Thursday, October 8, 2009

2nd Week of October

Notes From your Farm:
The leaves are turning and we are switching to fall harvest mode. Thank you to those who came to the potluck--we had nice time talking together around the fire, playing drums--thank you to shareholder Kyki, recognizing trainee farmers and staff for their excellent work. It was also neat to see the members of the homes here at the farm having a good time with the farm crew.
Another exciting thing this week was the arrival of a sprayer that we will be using next season for foliar feeding our crops. While a sprayer may conjure up hazmat images, we will instead be using it for organic purposes like putting liquid kelp on our crops to supply trace minerals to the leaves--think of it as probiotics and enzymes for plants. Hmm, wonder if plants like yogurt...

We have more winter squash this week. Our pumpkins and other vine crops did not do as well this year as last, so we are grateful that we got what we did. For whatever reason, the plants looked very healthy and flowered abundantly but did not set many fruits.

We expect the final harvest to be on Nov 12, 13 & 14--self harvest opportunities will follow for those of you who wish to glean the fields for remaining crops.

Vegetable Questions:
  • Why are colored peppers more expensive than green one? Green peppers are unripe and when the pepper ripens and turns red, orange or yellow, it is prone to rotting.
  • What do I do with ears of popcorn? Popcorn is a lot of fun--first, break away two rows from the ear with your thumb or finger, the remaining rows should shell pretty easily.
    Place shelled popcorn one layer deep in a heavy bottomed pan, and add oil to coat all kernels well. Turn heat on high and wait until the first kernel or two pops, then cover your pan. Shake pan occasionally while is popping to keep from burning, remove from heat when popping slows. Enjoy!

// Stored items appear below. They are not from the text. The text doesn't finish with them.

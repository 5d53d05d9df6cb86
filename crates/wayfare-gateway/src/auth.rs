//! Gateway authentication — bearer token validation

use tracing::warn;

/// Validate a bearer token against the configured gateway token.
///
/// Returns `true` if:
/// - No token is configured (auth disabled)
/// - The provided token matches the configured token
pub fn validate_token(configured_token: &str, provided_token: &str) -> bool {
    if configured_token.is_empty() {
        return true;
    }
    if provided_token.is_empty() {
        warn!("Gateway auth: no token provided");
        return false;
    }
    constant_time_eq(configured_token.as_bytes(), provided_token.as_bytes())
}

/// Extract bearer token from an Authorization header value.
///
/// Expects format: `Bearer <token>`
pub fn extract_bearer_token(header_value: &str) -> Option<&str> {
    let trimmed = header_value.trim();
    if let Some(token) = trimmed.strip_prefix("Bearer ") {
        let token = token.trim();
        if token.is_empty() { None } else { Some(token) }
    } else {
        None
    }
}

/// Constant-time byte comparison (prevents timing side-channels)
fn constant_time_eq(a: &[u8], b: &[u8]) -> bool {
    if a.len() != b.len() {
        return false;
    }
    let mut diff = 0u8;
    for (x, y) in a.iter().zip(b.iter()) {
        diff |= x ^ y;
    }
    diff == 0
}

#[cfg(test)]
mod tests {
    use super::*;

    #[test]
    fn test_validate_token_no_config() {
        assert!(validate_token("", "anything"));
        assert!(validate_token("", ""));
    }

    #[test]
    fn test_validate_token_match() {
        assert!(validate_token("secret123", "secret123"));
    }

    #[test]
    fn test_validate_token_mismatch() {
        assert!(!validate_token("secret123", "wrong"));
        assert!(!validate_token("secret123", ""));
    }

    #[test]
    fn test_extract_bearer_token() {
        assert_eq!(extract_bearer_token("Bearer abc123"), Some("abc123"));
        assert_eq!(extract_bearer_token("Bearer  spaced "), Some("spaced"));
        assert_eq!(extract_bearer_token("Bearer "), None);
        assert_eq!(extract_bearer_token("Basic abc123"), None);
        assert_eq!(extract_bearer_token(""), None);
    }

    #[test]
    fn test_constant_time_eq() {
        assert!(constant_time_eq(b"hello", b"hello"));
        assert!(!constant_time_eq(b"hello", b"world"));
        assert!(!constant_time_eq(b"short", b"longer"));
    }
}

Frost is likely this week or next: If you like Hot Peppers, Stevia, Okra and Basil, now is the time to get them because the frost will ruin them.

Pick Your Own Field Highlights:

  • Stevia: this natural sweetener is 200 times sweeter than sugar, and has no glycemic impact for people with diabetes or who are limiting sugar intake Pinch off a few nodes and put in your coffee or tea.
  • Jerusalem artichokes: beautiful sunflower type flowers for cutting! They are near the neighbors sheep fence. We will dug some up after frost for their edible tubers - frost will sweeten them up somewhat.
  • Hot Peppers: signs are posted in the row this week. The farther back the row you go, the more capsaicin! the Nippon Taka variety is said to be incendiary.
  • Black-eyed Susan flowers: these are beautiful in the kitchen or elsewhere.
  • Ground Cherries: check out these tasty little paper-husked treat that have a hint of pineapple. Pick when paper turns golden brown or fruit is on the ground.
  • Cut flowers: zinnias, snapdragons, celosia.
  • Basil: pinch off the tips just above where they branch--not sure? Ask Bradley.
  • Tromboncino Squash Tower: Check out this rapidly growing vine and the bamboo tower that Bradley made for it.
  • Summer Savory: this herb located beyond the grapes in the PYO field. Very strong by itself, it is excellent with tomatoes.
  • Edible flowers: Nasturtiums, and Calendula and Borage are edible and are located also toward the end of the PYO field.

About some of the characters:

  • Collards: a nutritional phytonutrient powerhouse and loaded with calcium. De-stem, chop and sauté with oil and garlic and serve as a side or garnish.
  • Arugula: a nutty, sort of spicy green--great addition to any salad or for making pesto.
  • Asian and Italian type eggplants: the slender Japanese type eggplants are said to be sweeter and milder than the classic Italian types--but, when we did a taste test, they all were pretty much the same in flavor. Their color is fabulous. Coating slices with oil and soy sauce and grilling them is quick and delicious.
  • Bell Peppers: these are the most nutritious when raw, and the long Carmen variety is the new favorite here.
  • Greens: discard the stems or ribs, and use the leaves sautéed with olive oil, garlic, onion, soy sauce etc.

Refrigerator Pickles--Asian style radishes

1 1/2 cups radishes, sliced
1 tablespoon rice vinegar
3/4 teaspoons salt
1/4 teaspoons black pepper

Adjust recipe if you have more or fewer radishes: In a small bowl, toss radishes with salt. Cover and refrigerate until 1 to 2 tablespoons of water is released, about 30 minutes. Transfer radishes to a strainer, rinse and drain, removing as much salt as possible. Pat dry with a paper towel and return to bowl. Stir in vinegar, black pepper and, if desired, sesame oil. Cover and refrigerate up to 24 hours.